Houve um pequeno período de silêncio, e o alívio tomou conta de nós! Mas só por um momento, e gargalhadas estrondosas pareciam mover a casa e as velas foram atiradas contra a parede, e uma a uma, se espatifaram com o choque!

- Não se assustem – pedia o padre – que tentava controlar a situação e nos controlar... e quem sabe, controlar o seu próprio medo!

- Não tenham medo, continuem rezando e não larguem as mãos!

 Houve mais um instante de silêncio e em seguida, simultaneamente, das três escadas que davam acesso ao piso superior, desabaram varias “quartas” cheias de milho, sobre nós! E várias “quartas” foram derramadas sobre nós!

(“Quarta” é um a caixa de madeira que serve como medida para três ou quatro quilos de grãos... )

- Chega- gritou o Padre Lemos: chega! Vocês, espíritos imundos já brincaram demais com estas crianças! Chega! Venham agora sobre mim! Venham imundos empestados, venham e enfrentem-me!

O Padre bradava com os braços erguidos tendo em suas mãos o Crucifixo e o Santo Rosário!

De repente, o silêncio! E um “fedor” horrível invadiu toda a casa!

- Cubram o nariz com os lenços e não tenham medo!

Uma brisa começou a soprar. Um doce ar, perfumado pelas flores do campo! As velas retornaram ao lugar!

- Os anjos já nos ajudam! (E o Padre nos chama à rua) – Ainda há uma coisa a fazer!

E, ao redor do poço, reiniciou a oração e, uma gritaria começou a acontecer no fundo do poço! Alguma coisa “boiou” na água! O balde foi lançado ao fundo e desta vez, voltou cheio!

- Um crânio! Uma criança que não chegou a nascer!

- Por isso quiseste ir à França? Disse Vespasiano à sua esposa! Estavas grávida, abortaste e não quiseste que ninguém soubesse...

- Não! Não sou a mãe! Fui à França porque não me sentia bem aqui. Uma dor profunda em meu ventre parecia me matar e achei que em Paris o ar me faria melhor... Mas não consegui permanecer lá; Algo mais forte me induziu à voltar ao Brasil e então pedi um Padre para abençoar isto tudo aqui... E agora, quero continuar aqui. Me sinto livre! Estou livre! Completamente livre!

- Tua vovó havia feito isto- disse o Padre – Jogara o feto no poço e amaldiçoara as gerações futuras e também este lugar!

 - Aqui não nascerá mais ninguém – dissera ela! – Não nascerá mais nada!E, por isso, a Fazenda já estava ficando deserta!

- Mas eu garanto, padre: vou rezar muito e minha vovó ainda ganhará o Céu, seja lá onde ela estiver, e esta fazenda produzira ainda muitos frutos e aqui brincarão as minhas crianças!

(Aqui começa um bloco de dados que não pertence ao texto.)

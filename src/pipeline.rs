use chrono::Local;
use eyre::Result;
use log::{info, warn};

use crate::Variant;
use crate::chunk::split_into_chunks;
use crate::config::Settings;
use crate::metadata::{MetadataSource, OembedClient, VideoMetadata};
use crate::output::Report;
use crate::retry::{RetryPolicy, retry, tokio_sleep};
use crate::summarize::{
    GeminiClient, TextGenerator, metadata_prompt, summarize, synthesis_prompt, transcript_prompt,
};
use crate::transcript::{TranscriptError, TranscriptProvider, fetch_best_effort, fetch_required};
use crate::youtube::InnerTubeClient;

/// Outcome of summarizing one chunk
#[derive(Debug, Clone, PartialEq)]
pub enum ChunkSummary {
    Summarized(String),
    Failed(String),
}

impl ChunkSummary {
    fn render(&self, number: usize) -> String {
        match self {
            ChunkSummary::Summarized(text) => format!("區塊 {number} 摘要：\n{text}\n"),
            ChunkSummary::Failed(_) => format!("區塊 {number}：處理失敗\n"),
        }
    }
}

/// Finished summary, ready to be written out
#[derive(Debug, Clone)]
pub struct Summary {
    pub metadata: VideoMetadata,
    pub variant: Variant,
    pub body: String,
}

/// Metadata, transcript and generator wired into one run
pub struct Pipeline<M, T, G> {
    pub metadata: M,
    pub transcripts: T,
    pub generator: G,
    pub language: String,
    pub max_chunk_size: usize,
    pub retry: RetryPolicy,
    /// Also retry disabled/unavailable transcript failures
    pub retry_permanent_failures: bool,
}

impl Pipeline<OembedClient, InnerTubeClient, GeminiClient> {
    /// Pipeline backed by oEmbed, InnerTube captions and Gemini
    pub fn connect(settings: &Settings, api_key: &str) -> Self {
        let client = reqwest::Client::new();
        Self {
            metadata: OembedClient::new(client.clone()),
            transcripts: InnerTubeClient::new(client.clone(), &settings.language),
            generator: GeminiClient::new(client, api_key, &settings.model, &settings.api_base),
            language: settings.language.clone(),
            max_chunk_size: settings.max_chunk_size,
            retry: RetryPolicy::default(),
            retry_permanent_failures: settings.retry_permanent_failures,
        }
    }
}

impl<M, T, G> Pipeline<M, T, G>
where
    M: MetadataSource,
    T: TranscriptProvider,
    G: TextGenerator,
{
    async fn load_metadata(&self, video_id: &str) -> VideoMetadata {
        println!("正在處理影片：{video_id}");
        let metadata = self.metadata.fetch_metadata(video_id).await;
        println!("影片標題：{}", metadata.title);
        metadata
    }

    async fn required_transcript(&self, video_id: &str) -> Result<String, TranscriptError> {
        let max_attempts = self.retry.max_attempts;
        let retry_all = self.retry_permanent_failures;
        let should_retry = |e: &TranscriptError| retry_all || e.is_retryable();
        retry(self.retry, tokio_sleep, should_retry, |attempt| {
            println!("正在取得字幕... (嘗試 {attempt}/{max_attempts})");
            fetch_required(&self.transcripts, video_id, &self.language)
        })
        .await
    }

    /// Transcript-required run: chunk, summarize each chunk, then synthesize
    pub async fn summarize_with_transcript(&self, video_id: &str) -> Result<Summary> {
        let metadata = self.load_metadata(video_id).await;

        let transcript = self.required_transcript(video_id).await?;
        println!("字幕長度：{} 字元", transcript.chars().count());

        let chunks = split_into_chunks(&transcript, self.max_chunk_size);
        println!("分為 {} 個區塊處理", chunks.len());
        info!("Transcript for {video_id} split into {} chunks", chunks.len());

        let mut results = Vec::with_capacity(chunks.len());
        for (i, chunk) in chunks.iter().enumerate() {
            println!("正在處理區塊 {}/{}...", i + 1, chunks.len());
            match summarize(&self.generator, &transcript_prompt(&metadata, chunk)).await {
                Ok(text) => results.push(ChunkSummary::Summarized(text)),
                Err(e) if chunks.len() == 1 => return Err(e),
                Err(e) => {
                    println!("區塊 {} 處理失敗：{e:#}", i + 1);
                    warn!("Chunk {} of {video_id} failed: {e:#}", i + 1);
                    results.push(ChunkSummary::Failed(format!("{e:#}")));
                }
            }
        }

        let body = self.combine(&metadata.title, &results).await;
        Ok(Summary {
            metadata,
            variant: Variant::Transcript,
            body,
        })
    }

    async fn combine(&self, title: &str, results: &[ChunkSummary]) -> String {
        let details = results
            .iter()
            .enumerate()
            .map(|(i, r)| r.render(i + 1))
            .collect::<Vec<_>>()
            .join("\n");
        let combined = format!("影片標題：{title}\n\n{details}");

        if results.len() < 2 {
            return combined;
        }

        println!("正在生成整體摘要...");
        match summarize(&self.generator, &synthesis_prompt(&combined)).await {
            Ok(overall) => format!("影片標題：{title}\n\n整體摘要：\n{overall}\n\n詳細摘要：\n{details}"),
            Err(e) => {
                println!("整體摘要生成失敗：{e:#}");
                warn!("Synthesis failed: {e:#}");
                combined
            }
        }
    }

    /// Metadata-only run: uses a transcript if one happens to be available
    pub async fn summarize_metadata_only(&self, video_id: &str) -> Result<Summary> {
        let metadata = self.load_metadata(video_id).await;
        println!("頻道名稱：{}", metadata.author_name);

        let transcript = fetch_best_effort(&self.transcripts, video_id, &self.language).await;
        if transcript.is_some() {
            println!("✓ 找到字幕，將結合字幕和基本資訊生成摘要");
        } else {
            println!("⚠ 未找到字幕，將基於標題和描述生成摘要");
        }

        println!("正在生成摘要...");
        let body = summarize(&self.generator, &metadata_prompt(&metadata, transcript.as_deref())).await?;

        Ok(Summary {
            metadata,
            variant: Variant::MetadataOnly,
            body,
        })
    }

    /// Wrap a summary in a report stamped with the current time
    pub fn report(&self, summary: Summary) -> Report {
        Report {
            video_id: summary.metadata.video_id,
            title: Some(summary.metadata.title).filter(|t| !t.trim().is_empty()),
            model_name: self.generator.model_name(),
            variant: summary.variant,
            generated_at: Local::now(),
            body: summary.body,
        }
    }
}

A vovó Ermezilda, no Purgatório desde 13 de Maio de 1917, foi para o Céu em 13 de Maio de 1958. Ao desenterrá-la, para translado a outro túmulo, um objeto foi encontrado completamente intacto, sobre seu corpo: uma pequena imagem de Nossa Senhora do Carmo- Rainha do Purgatório, junto ao Santo Terço!

O Padre exorcista viveu no Paraná por muitos anos e faleceu em 1975. Está no Céu. Sua coragem e seu amor servem de exemplo a muitos sacerdotes que hoje procuram seguir seus passos...

- Afinal, de quem era a criança?

- Padre Lemos guarda no Céu , este segredo de confissão! Amém!